Case Presentation:

A 50 year‐old asplenic man with a history of hypertension presented with four days of nausea, vomiting and diarrhea and one day of lower extremity burning pain and numbness. Two days prior to admission he noted red spots on his upper thighs which became larger blotches on his feet and ankles followed by bluish discoloration of his third toe. Upon admission, he was afebrile, tachycardic at 125 with a blood pressure of 123/82. Physical examination demonstrated an ill man with a non‐blanching purple mottled rash on the legs and feet without neurologic deficit. Blood work revealed a creatinine of 4.8 mg/dl, white blood cell count of 40 with 36% bands, platelet count of 67, normal coagulation studies and lactic acid of 3.3.

He was admitted to the intensive care unit and started on broad spectrum antibiotics and intravenous fluids. Further investigation revealed a D‐dimer of > 10,000, fibrinogen of 959, negative anti‐cardiolipin antibodies and ANA < 1:40. A skin biopsy was compatible with disseminated intravascular coagulation and purpura fulminans without evidence of vasculitis. Extensive infectious evaluation did not reveal a specific pathogen as the etiology of his sepsis. The patient subsequently required a transmetatarsal amputation of the left foot, as well as amputation of his third and fifth toes on the right for treatment of gangrene.


Purpura is defined as visible hemorrhage into the skin or mucous membranes. It can be classified by size, palpability of the lesions and presence of the livedoid pattern. Retiform purpura results from occlusion in the vessels that cause the livedo reticularis pattern. What is observed clinically is hemorrhage into the skin around occluded dermal vessels resulting in a “puzzle‐piece” morphology.

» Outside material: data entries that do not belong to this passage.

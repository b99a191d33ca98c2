use std::sync::Arc;

use exocat_core::catalog::CatalogStore;

use crate::config::ServerConfig;

/// Shared application state available to all Axum handlers via `State<AppState>`.
///
/// Cheaply cloneable; everything inside sits behind an `Arc`.
#[derive(Clone)]
pub struct AppState {
    /// The exoplanet catalog. Lives only as long as the process.
    pub catalog: Arc<CatalogStore>,
    /// Server configuration.
    pub config: Arc<ServerConfig>,
}

impl AppState {
    pub fn new(config: ServerConfig) -> Self {
        Self {
            catalog: Arc::new(CatalogStore::new()),
            config: Arc::new(config),
        }
    }
}
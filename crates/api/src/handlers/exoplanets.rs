//! Handlers for the exoplanet catalog.
//!
//! Each handler decodes its input, delegates to [`CatalogStore`] and wraps
//! the result in the standard response envelope. Malformed input is rejected
//! before the store is touched.
//!
//! [`CatalogStore`]: exocat_core::catalog::CatalogStore

use axum::extract::rejection::{JsonRejection, QueryRejection};
use axum::extract::{Path, Query, State};
use axum::http::StatusCode;
use axum::response::IntoResponse;
use axum::Json;
use exocat_core::exoplanet::ExoplanetInput;
use exocat_core::types::PlanetId;

use crate::error::AppResult;
use crate::query::FuelParams;
use crate::response::DataResponse;
use crate::state::AppState;

/// POST /exoplanets
pub async fn create_exoplanet(
    State(state): State<AppState>,
    payload: Result<Json<ExoplanetInput>, JsonRejection>,
) -> AppResult<impl IntoResponse> {
    let Json(input) = payload?;
    let planet = state.catalog.insert(input)?;

    tracing::info!(
        exoplanet_id = %planet.id,
        name = %planet.attributes.name,
        kind = planet.attributes.kind.label(),
        "Exoplanet created",
    );

    Ok((StatusCode::CREATED, Json(DataResponse { data: planet })))
}

/// GET /exoplanets
pub async fn list_exoplanets(State(state): State<AppState>) -> AppResult<impl IntoResponse> {
    let planets = state.catalog.list();

    Ok(Json(DataResponse { data: planets }))
}

/// GET /exoplanets/{id}
pub async fn get_exoplanet(
    State(state): State<AppState>,
    Path(id): Path<PlanetId>,
) -> AppResult<impl IntoResponse> {
    let planet = state.catalog.get(&id)?;

    Ok(Json(DataResponse { data: planet }))
}

/// PUT /exoplanets/{id}
///
/// Full replacement. The path id wins over any id in the body.
pub async fn update_exoplanet(
    State(state): State<AppState>,
    Path(id): Path<PlanetId>,
    payload: Result<Json<ExoplanetInput>, JsonRejection>,
) -> AppResult<impl IntoResponse> {
    let Json(input) = payload?;
    let planet = state.catalog.update(&id, input)?;

    tracing::info!(exoplanet_id = %id, "Exoplanet updated");

    Ok(Json(DataResponse { data: planet }))
}

/// DELETE /exoplanets/{id}
pub async fn delete_exoplanet(
    State(state): State<AppState>,
    Path(id): Path<PlanetId>,
) -> AppResult<impl IntoResponse> {
    state.catalog.delete(&id)?;

    tracing::info!(exoplanet_id = %id, "Exoplanet deleted");

    Ok(StatusCode::NO_CONTENT)
}

/// GET /exoplanets/{id}/fuel?crew=N
///
/// Crew capacity is checked before the catalog lookup.
pub async fn estimate_fuel(
    State(state): State<AppState>,
    Path(id): Path<PlanetId>,
    params: Result<Query<FuelParams>, QueryRejection>,
) -> AppResult<impl IntoResponse> {
    let Query(params) = params?;
    let crew = params.crew_capacity()?;

    let estimate = state.catalog.estimate_fuel(&id, crew)?;

    tracing::debug!(
        exoplanet_id = %id,
        crew,
        fuel = estimate.fuel_estimation,
        "Fuel estimated",
    );

    Ok(Json(DataResponse { data: estimate }))
}
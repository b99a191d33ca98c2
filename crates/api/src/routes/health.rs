use axum::extract::State;
use axum::{routing::get, Json, Router};
use serde::Serialize;

use crate::state::AppState;

/// Health check response payload.
#[derive(Serialize)]
pub struct HealthResponse {
    /// Overall service status.
    pub status: &'static str,
    /// Crate version from Cargo.toml.
    pub version: &'static str,
    /// Number of records currently in the catalog.
    pub exoplanet_count: usize,
}

/// GET /health
async fn health_check(State(state): State<AppState>) -> Json<HealthResponse> {
    Json(HealthResponse {
        status: "ok",
        version: env!("CARGO_PKG_VERSION"),
        exoplanet_count: state.catalog.len(),
    })
}

pub fn router() -> Router<AppState> {
    Router::new().route("/health", get(health_check))
}
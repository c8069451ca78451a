//! Cast member entity model and DTOs.

use catalog_core::catalog::{CastMemberType, CatalogModel};
use catalog_core::filter::{ListSpec, RawListParams};
use catalog_core::types::{DbId, Timestamp};
use catalog_core::validation::Payload;
use serde::{Deserialize, Serialize};
use sqlx::FromRow;
use validator::Validate;

/// Sortable columns and paging rules for `GET /cast_members`.
pub const CAST_MEMBER_LIST: ListSpec = ListSpec::new(&["name", "type", "created_at"]);

/// A cast member row from the `cast_members` table.
#[derive(Debug, Clone, FromRow, Serialize)]
pub struct CastMember {
    pub id: DbId,
    pub name: String,
    /// 1 = director, 2 = actor. See [`CastMemberType`].
    #[sqlx(rename = "type")]
    #[serde(rename = "type")]
    pub member_type: i16,
    pub created_at: Timestamp,
    pub updated_at: Timestamp,
    pub deleted_at: Option<Timestamp>,
}

impl CatalogModel for CastMember {
    const MODEL_NAME: &'static str = "cast_member";

    fn model_id(&self) -> DbId {
        self.id
    }
}

/// Store/update payload for a cast member.
///
/// The serde rename keeps validation errors keyed by the wire name `type`.
#[derive(Debug, Clone, Default, Deserialize, Validate)]
pub struct CastMemberInput {
    #[validate(required(code = "required"), length(max = 255, code = "max"))]
    pub name: Option<String>,
    #[serde(rename = "type")]
    #[validate(required(code = "required"))]
    pub member_type: Option<CastMemberType>,
}

impl CastMemberInput {
    pub fn read(payload: &mut Payload<'_>) -> Self {
        Self {
            name: payload.string("name"),
            member_type: payload
                .one_of("type", CastMemberType::ALLOWED)
                .and_then(|raw| raw.parse().ok()),
        }
    }
}

/// Resource-specific list filters (`?type=1|2`). Unknown types are ignored.
#[derive(Debug, Clone, Default)]
pub struct CastMemberFilter {
    pub member_type: Option<CastMemberType>,
}

impl CastMemberFilter {
    pub fn from_params(raw: &RawListParams) -> Self {
        Self {
            member_type: raw.extra("type").and_then(|t| t.parse().ok()),
        }
    }

    pub fn query_pairs(&self) -> Vec<(&'static str, String)> {
        self.member_type
            .map(|t| vec![("type", t.as_i16().to_string())])
            .unwrap_or_default()
    }
}
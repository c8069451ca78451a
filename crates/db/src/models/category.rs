//! Category entity model and DTOs.

use catalog_core::catalog::CatalogModel;
use catalog_core::filter::{ListSpec, RawListParams};
use catalog_core::types::{DbId, Timestamp};
use catalog_core::validation::Payload;
use serde::Serialize;
use sqlx::FromRow;
use validator::Validate;

/// Sortable columns and paging rules for `GET /categories`.
pub const CATEGORY_LIST: ListSpec = ListSpec::new(&["name", "is_active", "created_at"]);

/// A category row from the `categories` table.
#[derive(Debug, Clone, FromRow, Serialize)]
pub struct Category {
    pub id: DbId,
    pub name: String,
    pub description: Option<String>,
    pub is_active: bool,
    pub created_at: Timestamp,
    pub updated_at: Timestamp,
    pub deleted_at: Option<Timestamp>,
}

impl CatalogModel for Category {
    const MODEL_NAME: &'static str = "category";

    fn model_id(&self) -> DbId {
        self.id
    }
}

/// Store/update payload for a category.
#[derive(Debug, Clone, Default, Validate)]
pub struct CategoryInput {
    #[validate(required(code = "required"), length(max = 255, code = "max"))]
    pub name: Option<String>,
    /// `None` leaves the column untouched, `Some(None)` clears it.
    pub description: Option<Option<String>>,
    /// Defaults to `true` on insert.
    pub is_active: Option<bool>,
}

impl CategoryInput {
    pub fn read(payload: &mut Payload<'_>) -> Self {
        Self {
            name: payload.string("name"),
            description: payload.nullable_string("description"),
            is_active: payload.boolean("is_active"),
        }
    }
}

/// Resource-specific list filters (`?is_active=`).
#[derive(Debug, Clone, Default)]
pub struct CategoryFilter {
    pub is_active: Option<bool>,
}

impl CategoryFilter {
    pub fn from_params(raw: &RawListParams) -> Self {
        Self {
            is_active: raw.extra("is_active").and_then(parse_flag),
        }
    }

    /// Wire form of the active filters, for pagination links.
    pub fn query_pairs(&self) -> Vec<(&'static str, String)> {
        self.is_active
            .map(|a| vec![("is_active", a.to_string())])
            .unwrap_or_default()
    }
}

/// Parse a boolean query flag (`1/0/true/false`).
pub(crate) fn parse_flag(raw: &str) -> Option<bool> {
    match raw.to_ascii_lowercase().as_str() {
        "1" | "true" => Some(true),
        "0" | "false" => Some(false),
        _ => None,
    }
}
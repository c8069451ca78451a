//! Request extractors applied as middleware.
//!
//! - [`auth::AuthUser`] -- Extracts the authenticated user from a JWT Bearer token.

pub mod auth;
//! Request validation shared by the write handlers.
//!
//! Type checks come from [`Payload`], field rules from the DTO's
//! `validator` derive, and relation rules (`exists`,
//! `genres_has_categories`) from the database. All of them land in one
//! [`FieldErrors`] map so a single 422 reports everything.

use catalog_core::types::DbId;
use catalog_core::validation::{FieldErrors, Payload};
use catalog_db::repositories::{CastMemberRepo, CategoryRepo, GenreRepo};
use catalog_db::DbPool;
use serde_json::{Map, Value};
use validator::Validate;

/// Read a DTO from a JSON object and apply its type and field rules.
///
/// The returned errors may be extended with relation rules before being
/// turned into a response with [`FieldErrors::into_result`].
pub fn read_input<T, F>(fields: &Map<String, Value>, read: F) -> (T, FieldErrors)
where
    T: Validate,
    F: FnOnce(&mut Payload<'_>) -> T,
{
    let mut payload = Payload::new(fields);
    let input = read(&mut payload);
    let mut errors = payload.finish();
    if let Err(e) = input.validate() {
        errors.merge_validator(&e);
    }
    (input, errors)
}

/// A relation whose targets must exist and not be soft-deleted.
#[derive(Debug, Clone, Copy, PartialEq, Eq)]
pub enum Relation {
    Categories,
    Genres,
    CastMembers,
}

impl Relation {
    /// Payload key carrying the related ids.
    pub fn field(self) -> &'static str {
        match self {
            Self::Categories => "categories",
            Self::Genres => "genres",
            Self::CastMembers => "cast_members",
        }
    }

    async fn existing(self, pool: &DbPool, ids: &[DbId]) -> Result<Vec<DbId>, sqlx::Error> {
        match self {
            Self::Categories => CategoryRepo::existing_ids(pool, ids).await,
            Self::Genres => GenreRepo::existing_ids(pool, ids).await,
            Self::CastMembers => CastMemberRepo::existing_ids(pool, ids).await,
        }
    }
}

/// Record `exists` on the relation's field when any id is unknown or
/// trashed. Skipped when the field already failed another rule.
pub async fn check_exists(
    pool: &DbPool,
    errors: &mut FieldErrors,
    relation: Relation,
    ids: &[DbId],
) -> Result<(), sqlx::Error> {
    let field = relation.field();
    if ids.is_empty() || errors.contains(field) {
        return Ok(());
    }
    let existing = relation.existing(pool, ids).await?;
    record_missing(errors, field, ids, &existing);
    Ok(())
}

/// Record `exists` on `field` unless every requested id is in `existing`.
pub fn record_missing(errors: &mut FieldErrors, field: &str, requested: &[DbId], existing: &[DbId]) {
    let missing = requested.iter().filter(|id| !existing.contains(id)).count();
    if missing > 0 {
        tracing::debug!(field, missing, "Related ids not found");
        errors.add_code(field, "exists");
    }
}

/// Every submitted genre must belong to at least one submitted category.
///
/// Only checked once both lists passed their own rules.
pub async fn check_genres_have_categories(
    pool: &DbPool,
    errors: &mut FieldErrors,
    genre_ids: &[DbId],
    category_ids: &[DbId],
) -> Result<(), sqlx::Error> {
    if genre_ids.is_empty()
        || category_ids.is_empty()
        || errors.contains("genres")
        || errors.contains("categories")
    {
        return Ok(());
    }
    let unmatched = GenreRepo::genres_missing_categories(pool, genre_ids, category_ids).await?;
    if !unmatched.is_empty() {
        errors.add_code("genres", "genres_has_categories");
    }
    Ok(())
}

// ---------------------------------------------------------------------------
// Tests
// ---------------------------------------------------------------------------
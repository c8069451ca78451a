//! JWT-based authentication extractor for Axum handlers.

use axum::extract::FromRequestParts;
use axum::http::request::Parts;
use catalog_core::error::CoreError;
use serde::Serialize;

use crate::auth::jwt::validate_token;
use crate::error::AppError;
use crate::state::AppState;

/// Authenticated user extracted from a JWT Bearer token in the
/// `Authorization` header.
///
/// Every `/api` route requires it (see [`crate::router`]); handlers that
/// need the identity take it as a parameter:
///
/// ```ignore
/// async fn my_handler(user: AuthUser) -> AppResult<Json<()>> {
///     tracing::info!(user_id = %user.id, "handling request");
///     Ok(Json(()))
/// }
/// ```
#[derive(Debug, Clone, Serialize)]
pub struct AuthUser {
    /// The identity provider's user id (from `claims.sub`).
    pub id: String,
    pub name: Option<String>,
    pub email: Option<String>,
    pub username: Option<String>,
    pub roles: Vec<String>,
}

impl FromRequestParts<AppState> for AuthUser {
    type Rejection = AppError;

    async fn from_request_parts(
        parts: &mut Parts,
        state: &AppState,
    ) -> Result<Self, Self::Rejection> {
        let auth_header = parts
            .headers
            .get("authorization")
            .and_then(|v| v.to_str().ok())
            .ok_or_else(|| {
                AppError::Core(CoreError::Unauthorized(
                    "Missing Authorization header".into(),
                ))
            })?;

        let token = auth_header.strip_prefix("Bearer ").ok_or_else(|| {
            AppError::Core(CoreError::Unauthorized(
                "Invalid Authorization format. Expected: Bearer <token>".into(),
            ))
        })?;

        let claims = validate_token(token, &state.config.jwt).map_err(|e| {
            tracing::debug!(error = %e, "Rejected bearer token");
            AppError::Core(CoreError::Unauthorized("Invalid or expired token".into()))
        })?;

        Ok(AuthUser {
            id: claims.sub,
            name: claims.name,
            email: claims.email,
            username: claims.preferred_username,
            roles: claims.realm_access.map(|r| r.roles).unwrap_or_default(),
        })
    }
}
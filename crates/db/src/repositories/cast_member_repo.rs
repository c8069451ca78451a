//! Repository for the `cast_members` table.

use catalog_core::filter::ListQuery;
use catalog_core::types::DbId;
use sqlx::PgPool;

use crate::models::cast_member::{CastMember, CastMemberFilter, CastMemberInput};
use crate::repositories::{existing_ids, like_pattern, page_window, trashed_clause};

/// Column list for the `cast_members` table.
const COLUMNS: &str = "id, name, type, created_at, updated_at, deleted_at";

/// Column list qualified with the `m` alias (used in JOIN queries).
pub(crate) const QUALIFIED_COLUMNS: &str =
    "m.id, m.name, m.type, m.created_at, m.updated_at, m.deleted_at";

const DEFAULT_ORDER: &str = "m.created_at DESC, m.id";

/// Provides CRUD operations for cast members.
pub struct CastMemberRepo;

impl CastMemberRepo {
    /// Binds: `$1` search pattern, `$2` type.
    fn where_clause(query: &ListQuery) -> String {
        format!(
            "{trashed} \
             AND ($1::text IS NULL OR m.name ILIKE $1) \
             AND ($2::smallint IS NULL OR m.type = $2)",
            trashed = trashed_clause(query.trashed, "m"),
        )
    }

    pub async fn list(
        pool: &PgPool,
        query: &ListQuery,
        filter: &CastMemberFilter,
    ) -> Result<Vec<CastMember>, sqlx::Error> {
        let (limit, offset) = page_window(query);
        let sql = format!(
            "SELECT {QUALIFIED_COLUMNS} FROM cast_members m \
             WHERE {where_clause} \
             ORDER BY {order} \
             LIMIT $3 OFFSET $4",
            where_clause = Self::where_clause(query),
            order = query.order_by("m", DEFAULT_ORDER),
        );
        sqlx::query_as::<_, CastMember>(&sql)
            .bind(like_pattern(query.search.as_deref()))
            .bind(filter.member_type.map(|t| t.as_i16()))
            .bind(limit)
            .bind(offset)
            .fetch_all(pool)
            .await
    }

    pub async fn count(
        pool: &PgPool,
        query: &ListQuery,
        filter: &CastMemberFilter,
    ) -> Result<i64, sqlx::Error> {
        let sql = format!(
            "SELECT COUNT(*) FROM cast_members m WHERE {}",
            Self::where_clause(query)
        );
        sqlx::query_scalar::<_, i64>(&sql)
            .bind(like_pattern(query.search.as_deref()))
            .bind(filter.member_type.map(|t| t.as_i16()))
            .fetch_one(pool)
            .await
    }

    /// Find a live cast member by ID.
    pub async fn find_by_id(pool: &PgPool, id: DbId) -> Result<Option<CastMember>, sqlx::Error> {
        let query =
            format!("SELECT {COLUMNS} FROM cast_members WHERE id = $1 AND deleted_at IS NULL");
        sqlx::query_as::<_, CastMember>(&query)
            .bind(id)
            .fetch_optional(pool)
            .await
    }

    /// Find a cast member by ID, including soft-deleted rows.
    pub async fn find_by_id_with_trashed(
        pool: &PgPool,
        id: DbId,
    ) -> Result<Option<CastMember>, sqlx::Error> {
        let query = format!("SELECT {COLUMNS} FROM cast_members WHERE id = $1");
        sqlx::query_as::<_, CastMember>(&query)
            .bind(id)
            .fetch_optional(pool)
            .await
    }

    pub async fn create(
        pool: &PgPool,
        input: &CastMemberInput,
    ) -> Result<CastMember, sqlx::Error> {
        let query = format!(
            "INSERT INTO cast_members (name, type) VALUES ($1, $2) RETURNING {COLUMNS}"
        );
        sqlx::query_as::<_, CastMember>(&query)
            .bind(&input.name)
            .bind(input.member_type.map(|t| t.as_i16()))
            .fetch_one(pool)
            .await
    }

    /// Update a live cast member. Returns `None` if no such row exists.
    pub async fn update(
        pool: &PgPool,
        id: DbId,
        input: &CastMemberInput,
    ) -> Result<Option<CastMember>, sqlx::Error> {
        let query = format!(
            "UPDATE cast_members SET \
                name = COALESCE($2, name), \
                type = COALESCE($3, type) \
             WHERE id = $1 AND deleted_at IS NULL \
             RETURNING {COLUMNS}"
        );
        sqlx::query_as::<_, CastMember>(&query)
            .bind(id)
            .bind(&input.name)
            .bind(input.member_type.map(|t| t.as_i16()))
            .fetch_optional(pool)
            .await
    }

    /// Soft-delete a cast member. Returns `true` if a live row was deleted.
    pub async fn soft_delete(pool: &PgPool, id: DbId) -> Result<bool, sqlx::Error> {
        let result = sqlx::query(
            "UPDATE cast_members SET deleted_at = NOW() WHERE id = $1 AND deleted_at IS NULL",
        )
        .bind(id)
        .execute(pool)
        .await?;
        Ok(result.rows_affected() > 0)
    }

    pub async fn restore(pool: &PgPool, id: DbId) -> Result<Option<CastMember>, sqlx::Error> {
        let query = format!(
            "UPDATE cast_members SET deleted_at = NULL \
             WHERE id = $1 AND deleted_at IS NOT NULL \
             RETURNING {COLUMNS}"
        );
        sqlx::query_as::<_, CastMember>(&query)
            .bind(id)
            .fetch_optional(pool)
            .await
    }

    /// Permanently delete a cast member. Returns the removed row.
    pub async fn hard_delete(pool: &PgPool, id: DbId) -> Result<Option<CastMember>, sqlx::Error> {
        let query = format!("DELETE FROM cast_members WHERE id = $1 RETURNING {COLUMNS}");
        sqlx::query_as::<_, CastMember>(&query)
            .bind(id)
            .fetch_optional(pool)
            .await
    }

    /// Which of `ids` are live cast members.
    pub async fn existing_ids(pool: &PgPool, ids: &[DbId]) -> Result<Vec<DbId>, sqlx::Error> {
        existing_ids(pool, "cast_members", ids).await
    }
}
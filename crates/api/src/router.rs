//! Shared application router builder.
//!
//! Provides [`build_app_router`] so both the production binary (`main.rs`)
//! and integration tests (`tests/common/mod.rs`) use the exact same middleware
//! stack.

use std::time::Duration;

use axum::http::header::{AUTHORIZATION, CONTENT_TYPE};
use axum::http::{HeaderName, Method, StatusCode};
use axum::middleware::from_extractor_with_state;
use axum::Router;
use tower_http::catch_panic::CatchPanicLayer;
use tower_http::compression::CompressionLayer;
use tower_http::cors::CorsLayer;
use tower_http::request_id::{MakeRequestUuid, PropagateRequestIdLayer, SetRequestIdLayer};
use tower_http::services::ServeDir;
use tower_http::timeout::TimeoutLayer;
use tower_http::trace::{DefaultMakeSpan, DefaultOnResponse, TraceLayer};
use tracing::Level;

use crate::config::ServerConfig;
use crate::middleware::auth::AuthUser;
use crate::routes;
use crate::state::AppState;

/// Build the full application [`Router`] with all middleware layers.
///
/// The middleware stack is applied bottom-up:
///
/// 1. CORS
/// 2. Set request ID on incoming requests
/// 3. Structured request/response tracing
/// 4. Propagate request ID to response
/// 5. Response compression
/// 6. Request timeout
/// 7. Panic recovery (catch panics, return 500)
///
/// `/api` additionally requires a valid bearer token on every route.
pub fn build_app_router(state: AppState, config: &ServerConfig) -> Router {
    let cors = build_cors_layer(config);
    let request_id_header = HeaderName::from_static("x-request-id");

    let api = routes::api_routes()
        .route_layer(from_extractor_with_state::<AuthUser, AppState>(state.clone()));

    Router::new()
        // Health check at root level (not under /api).
        .merge(routes::health::router())
        // Stored video files, read-only.
        .nest_service("/storage/videos", ServeDir::new(state.storage.root()))
        .nest("/api", api)
        // -- Middleware stack (applied bottom-up) --
        // Panic recovery: catch panics and return 500 JSON.
        .layer(CatchPanicLayer::new())
        // Request timeout.
        .layer(TimeoutLayer::with_status_code(
            StatusCode::REQUEST_TIMEOUT,
            Duration::from_secs(config.request_timeout_secs),
        ))
        .layer(CompressionLayer::new())
        // Propagate request ID to response.
        .layer(PropagateRequestIdLayer::new(request_id_header.clone()))
        // Structured request/response tracing.
        .layer(
            TraceLayer::new_for_http()
                .make_span_with(DefaultMakeSpan::new().level(Level::INFO))
                .on_response(DefaultOnResponse::new().level(Level::INFO)),
        )
        // Set request ID on incoming requests.
        .layer(SetRequestIdLayer::new(request_id_header, MakeRequestUuid))
        // CORS.
        .layer(cors)
        // Shared state.
        .with_state(state)
}

/// Build the CORS middleware layer from server configuration.
///
/// Panics at startup if any configured origin is invalid, which is the
/// desired behaviour -- we want misconfiguration to fail fast.
pub fn build_cors_layer(config: &ServerConfig) -> CorsLayer {
    let origins: Vec<_> = config
        .cors_origins
        .iter()
        .map(|o| {
            o.parse()
                .unwrap_or_else(|e| panic!("Invalid CORS origin '{o}': {e}"))
        })
        .collect();

    CorsLayer::new()
        .allow_origin(origins)
        .allow_methods([Method::GET, Method::POST, Method::PUT, Method::DELETE])
        .allow_headers([CONTENT_TYPE, AUTHORIZATION])
        .allow_credentials(true)
        .max_age(Duration::from_secs(3600))
}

Two major causes include vasculitis and microvascular occlusion syndromes which manifest as inflammatory or non‐inflammatory retiform purpura respectively. The major distinguishing factor between the two is palpability of the lesion; however, there is significant overlap clinically and often a biopsy is required for diagnosis. Microvascular occlusion syndromes can be caused by thrombotic, embolic or infectious phenomena. Some common etiologies include anti‐phospholipid antibody syndrome, calciphylaxis, warfarin necrosis, cholesterol emboli and disseminated intravascular coagulation (DIC).

DIC results from massive activation of the clotting cascade and manifests clinically with either bleeding or thrombosis. Purpura fulminans is a severe form of DIC which results in extensive areas of skin necrosis usually over the extremities and buttocks. It is most frequently found in the setting of sepsis, specifically with encapsulated organisms, placing asplenic patients at high risk.

Typical laboratory findings in DIC include elevated D‐dimer, prolonged clotting times, thrombocytopenia and low fibrinogen; however, the balance between thrombin generation, clotting factor depletion and thrombolysis can lead to variable results. In this case, the diagnosis of DIC was originally questioned given the elevated fibrinogen level, resulting in a delay in starting anticoagulation. Subsequent recognition of the clinical exam finding of purpura fulminans led to initiation of treatment with later pathologic confirmation on skin biopsy.


This case highlights the importance of recognizing the clinical exam finding of retiform purpura as this will guide the differential diagnosis of a patient with sepsis and a rash.